On the drive back to his home in Wayland, Massachusetts, Chuck applied an ice pack to manage the lingering pain. Eight days after the symptoms began, the pain became too much to bear. Chuck's wife, Despina, took him to Newton-Wellesley Hospital. Upon learning of his symptoms, a doctor shared the shocking news: Chuck was having a heart attack.
Since Newton-Wellesley does not perform heart surgery, the doctor asked him where he wanted to go next.
"I said, 'There's only one place I will go, and that's Massachusetts General Hospital,'" Chuck recalled. "I've been going there religiously for 35 years."
Since the two hospitals are both part of the Mass General Brigham health system, Chuck had a seamless transfer from Newton-Wellesley to Mass General.
Heart problems run in Chuck's family. His father had a heart attack at 42 and a massive stroke 12 years later. His brother also had a heart attack, at 36.

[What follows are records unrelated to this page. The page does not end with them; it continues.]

use crate::descriptor::DESCRIPTOR_NAME;
use crate::domain::RestoreSummary;
use crate::error::{ProfileError, Result};
use crate::pack::writer::create_with_summary;
use crate::read::archive::Opened;
use std::fs::{self, File};
use std::io::{BufWriter, ErrorKind, Write};
use std::path::{Path, PathBuf};
use tracing::{debug, info, warn};

#[derive(Clone, Copy, Debug, Default, PartialEq, Eq)]
pub enum RestoreStrategy {
    /// Delete the target, recreate it, extract in place. A failure after the delete leaves the
    /// target empty or partially populated.
    #[default]
    Replace,
    /// Extract into a temporary sibling, then rename it over the target. The old tree is put
    /// back if the final rename fails.
    Staged,
}

#[derive(Clone, Debug, Default)]
pub struct RestoreOptions {
    pub strategy: RestoreStrategy,
    /// Archive the current target here before anything is removed.
    pub backup_current: Option<PathBuf>,
}

/// Replaces `target` with the content entries of `archive`.
pub fn restore(archive: &Path, target: &Path) -> Result<()> {
    restore_with(archive, target, &RestoreOptions::default()).map(|_| ())
}

pub fn restore_with(
    archive: &Path,
    target: &Path,
    opts: &RestoreOptions,
) -> Result<RestoreSummary> {
    // validated before anything is touched
    let mut opened = Opened::open(archive)?;
    let mut summary = RestoreSummary::default();

    if let Some(backup) = &opts.backup_current {
        if target.is_dir() {
            if is_within(backup, target) {
                return Err(std::io::Error::new(
                    ErrorKind::InvalidInput,
                    format!(
                        "backup path {} lies inside the directory being replaced",
                        backup.display()
                    ),
                )
                .into());
            }
            let (_, b) = create_with_summary(target, backup)?;
            info!(backup = %backup.display(), files = b.files, "current profile archived");
            summary.backup = Some(backup.clone());
        }
    }

    match opts.strategy {
        RestoreStrategy::Replace => {
            remove_target(target)?;
            fs::create_dir_all(target)?;
            extract_into(&mut opened, target, &mut summary)?;
        }
        RestoreStrategy::Staged => swap_in(&mut opened, target, &mut summary)?,
    }

    info!(
        archive = %archive.display(),
        target = %target.display(),
        files = summary.files,
        bytes = summary.bytes,
        "profile restored"
    );
    Ok(summary)
}

fn remove_target(target: &Path) -> Result<()> {
    let removed = match fs::symlink_metadata(target) {
        Ok(md) if md.is_dir() => fs::remove_dir_all(target),
        Ok(_) => fs::remove_file(target),
        Err(e) if e.kind() == ErrorKind::NotFound => return Ok(()),
        Err(e) => Err(e),
    };
    removed.map_err(|source| ProfileError::CleanupFailed {
        path: target.to_path_buf(),
        source,
    })?;
    debug!(target = %target.display(), "removed previous contents");
    Ok(())
}

fn extract_into(opened: &mut Opened, dest: &Path, summary: &mut RestoreSummary) -> Result<()> {
    for i in 0..opened.zip.len() {
        let mut entry = opened
            .zip
            .by_index(i)
            .map_err(|e| ProfileError::invalid(&opened.path, format!("entry {i}: {e}")))?;
        if entry.name() == DESCRIPTOR_NAME {
            continue;
        }
        let rel = entry.enclosed_name().map(Path::to_path_buf).ok_or_else(|| {
            ProfileError::invalid(&opened.path, format!("unsafe entry path: {}", entry.name()))
        })?;
        let outp = dest.join(&rel);

        if entry.is_dir() {
            fs::create_dir_all(&outp)?;
            continue;
        }
        if let Some(parent) = outp.parent() {
            fs::create_dir_all(parent)?;
        }
        let mut out = BufWriter::new(File::create(&outp)?);
        let n = std::io::copy(&mut entry, &mut out)?;
        out.flush()?;
        debug!(entry = %rel.display(), bytes = n, "extracted");

        summary.files += 1;
        summary.bytes += n;
    }
    Ok(())
}

fn swap_in(opened: &mut Opened, target: &Path, summary: &mut RestoreSummary) -> Result<()> {
    let parent = parent_dir(target);
    fs::create_dir_all(&parent)?;
    let label = target
        .file_name()
        .map(|n| n.to_string_lossy().into_owned())
        .unwrap_or_else(|| "profile".to_string());
    let work = tempfile::Builder::new()
        .prefix(&format!(".{label}.restore-"))
        .tempdir_in(&parent)?;

    let staged = work.path().join("new");
    fs::create_dir(&staged)?;
    // target is untouched until extraction has fully succeeded
    extract_into(opened, &staged, summary)?;

    let aside = work.path().join("old");
    let had_old = match fs::symlink_metadata(target) {
        Ok(_) => {
            fs::rename(target, &aside).map_err(|source| ProfileError::CleanupFailed {
                path: target.to_path_buf(),
                source,
            })?;
            true
        }
        Err(e) if e.kind() == ErrorKind::NotFound => false,
        Err(e) => return Err(e.into()),
    };

    if let Err(e) = fs::rename(&staged, target) {
        if had_old {
            if let Err(back) = fs::rename(&aside, target) {
                warn!(
                    kept = %aside.display(),
                    error = %back,
                    "could not put the previous profile back"
                );
                // keep the old tree on disk for manual recovery
                let _ = work.keep();
            }
        }
        return Err(e.into());
    }

    let leftover = work.path().to_path_buf();
    if let Err(e) = work.close() {
        warn!(path = %leftover.display(), error = %e, "previous profile left on disk");
    }
    Ok(())
}

fn parent_dir(p: &Path) -> PathBuf {
    match p.parent() {
        Some(par) if !par.as_os_str().is_empty() => par.to_path_buf(),
        _ => PathBuf::from("."),
    }
}

fn is_within(p: &Path, dir: &Path) -> bool {
    match (std::path::absolute(p), std::path::absolute(dir)) {
        (Ok(p), Ok(d)) => p.starts_with(d),
        _ => false,
    }
}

Having reached age 68 without any heart issues, Chuck figured he had lucked out. While he was a few pounds overweight and had high blood pressure, he stayed active tending to the large family garden and doing projects around the house.
When the shoulder pain emerged, he assumed he had pulled a muscle. In fact, it was an urgent heart attack symptom.
"He was experiencing what we call 'referred pain' caused by the heart attack," explained Eriberto Michel, MD, one of the Mass General cardiac surgeons who treated Chuck. "Some people get shoulder pain. Others get arm pain, jaw pain, or indigestion. Heart attack symptoms show up in different ways for different people."
A care team that included interventional cardiologist Nilay Patel, MD, was waiting for Chuck at the Mass General emergency room. Soon after arriving via ambulance, Chuck passed out. He wouldn't wake up for two days.
Dr. Patel and the team at Mass General's catheterization lab quickly confirmed the diagnosis of a heart attack. A subsequent echocardiogram (ultrasound of the heart) showed that Chuck might also have a ventricular septal defect (a hole in the wall between the two lower heart chambers). Dr. Michel was called to the room.
"Dr. Patel identified the problem and then quickly triaged it to the right person," Dr. Michel said.
As Dr. Michel explained, a main artery running along the back of the heart had become completely blocked due to the heart attack, cutting off blood flow to a section of heart tissue. That led to the death of the tissue, which is where the hole developed.
Open heart surgery would be necessary to save Chuck's life. There was no time to waste. Dr. Michel had two key goals: One, repair the hole in the heart. Two, address the significant blockages in other arteries of the heart. About 31% of patients undergoing surgery in this scenario don't survive.